Fait intéressant : le seul organe qui continue de grandir en vieillissant est le cerveau, donc par adéquation, notre boîte à fantasmes. Quand un corps ne peut plus nécessairement performer, il peut toujours reposer sur ses souvenirs et son imaginaire érotique pour jouir. La sensation d’une caresse timide peut s’en trouver décuplée. Même chez les plus jeunes, Mme Robert m’indique que « le fantasme est souvent nécessaire pour atteindre l’orgasme ». De plus, la sexualité des femmes âgées est d’autant plus problématique,  puisqu’en vieillissant, celle-ci demeure capable de plaisir, alors que l’homme reste fécond. En post-ménopause, la sexualité des femmes est donc seulement axée sur sa propre jouissance et non plus sur sa sacro-sainte fonction reproductive. Dans nos sociétés judéo-chrétiennes, cette idée est simplement inacceptable et en choque plus d’un. Kinky, une mamie qui découvre l’orgasme après l’achat d’un vibrateur? Je pense que, collectivement, on peut s’entendre que ce n’est pas de nos maudites affaires.  

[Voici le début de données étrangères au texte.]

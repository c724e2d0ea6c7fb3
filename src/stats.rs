use serde::{Deserialize, Serialize};

/// Online accumulator of mean, variance and extrema (Welford's algorithm).
pub struct Accumulator {
    n_vals: usize,
    mean: f64,
    diff_2_sum: f64,
    min: f64,
    max: f64,
}

#[derive(Debug, Clone, Copy, PartialEq, Serialize, Deserialize)]
pub struct AccumulatorReport {
    pub n_vals: usize,
    pub mean: f64,
    pub std_dev: Option<f64>,
    pub min: f64,
    pub max: f64,
}

impl Accumulator {
    pub fn new() -> Self {
        Self {
            n_vals: 0,
            mean: 0.0,
            diff_2_sum: 0.0,
            min: f64::INFINITY,
            max: f64::NEG_INFINITY,
        }
    }

    pub fn add(&mut self, val: f64) {
        self.n_vals += 1;

        let diff_a = val - self.mean;
        self.mean += diff_a / self.n_vals as f64;

        let diff_b = val - self.mean;
        self.diff_2_sum += diff_a * diff_b;

        self.min = self.min.min(val);
        self.max = self.max.max(val);
    }

    /// Returns `None` if no value was added.
    pub fn report(&self) -> Option<AccumulatorReport> {
        if self.n_vals == 0 {
            return None;
        }
        Some(AccumulatorReport {
            n_vals: self.n_vals,
            mean: self.mean,
            std_dev: if self.n_vals > 1 {
                Some((self.diff_2_sum / (self.n_vals as f64 - 1.0)).sqrt())
            } else {
                None
            },
            min: self.min,
            max: self.max,
        })
    }
}

/// Trailing statistics of one full window.
#[derive(Debug, Clone, Copy, PartialEq)]
pub struct WindowStats {
    pub mean: f64,
    pub std_dev: Option<f64>,
}

/// Compute trailing rolling mean and sample standard deviation.
///
/// Element `i` covers `vals[i + 1 - window..=i]` and is `None` for the first `window - 1` elements.
/// `window` must be positive.
pub fn rolling_stats(vals: &[f64], window: usize) -> Vec<Option<WindowStats>> {
    let n_vals = vals.len();
    let mut stats = Vec::with_capacity(n_vals);
    if n_vals == 0 {
        return stats;
    }

    // Sums of values shifted by the first one to limit cancellation.
    let shift = vals[0];
    let mut sum = 0.0;
    let mut sum_2 = 0.0;

    for (idx, &val) in vals.iter().enumerate() {
        let val = val - shift;
        sum += val;
        sum_2 += val * val;
        if idx >= window {
            let old = vals[idx - window] - shift;
            sum -= old;
            sum_2 -= old * old;
        }
        if idx + 1 < window {
            stats.push(None);
            continue;
        }

        let n = window as f64;
        let std_dev = if window > 1 {
            let var = (sum_2 - sum * sum / n) / (n - 1.0);
            Some(var.max(0.0).sqrt())
        } else {
            None
        };
        stats.push(Some(WindowStats {
            mean: shift + sum / n,
            std_dev,
        }));
    }

    stats
}

fn compute_mean(vals: &[f64]) -> f64 {
    vals.iter().sum::<f64>() / vals.len() as f64
}

/// Straight line `y = slope * x + intercept`.
#[derive(Debug, Clone, Copy, PartialEq, Serialize, Deserialize)]
pub struct LinearFit {
    pub slope: f64,
    pub intercept: f64,
}

impl LinearFit {
    pub fn eval(&self, x: f64) -> f64 {
        self.slope * x + self.intercept
    }
}

/// Fit a degree-1 polynomial by least squares.
///
/// Without at least two distinct `x` values the slope is zero and the intercept is the mean of `y`.
/// Returns `None` for empty or mismatched input.
pub fn fit_line(x: &[f64], y: &[f64]) -> Option<LinearFit> {
    if x.is_empty() || x.len() != y.len() {
        return None;
    }
    let x_mean = compute_mean(x);
    let y_mean = compute_mean(y);

    // Centered sums keep the normal equations well conditioned for large offsets.
    let (sxx, sxy) = x
        .iter()
        .zip(y)
        .fold((0.0, 0.0), |(sxx, sxy), (&xi, &yi)| {
            let dx = xi - x_mean;
            (sxx + dx * dx, sxy + dx * (yi - y_mean))
        });

    let slope = if sxx > 0.0 { sxy / sxx } else { 0.0 };
    Some(LinearFit {
        slope,
        intercept: y_mean - slope * x_mean,
    })
}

Pourtant, s’ébattre au lit, prendre plaisir à partager un moment charnel et se confondre dans une intimité sensorielle, c’est le droit de tout le monde. La sexualité, on le sait, fait des merveilles pour garder un équilibre physique et mental. Plusieurs études récentes établissent des liens clairs entre santé sexuelle et santé intégrale. Ainsi, on peut s’imaginer sans trop de difficultés à quel point les aînés peuvent bénéficier d’une bonne vieille partie de jambes en l’air. Qui sommes-nous pour leur refuser leurs instincts les plus naturels?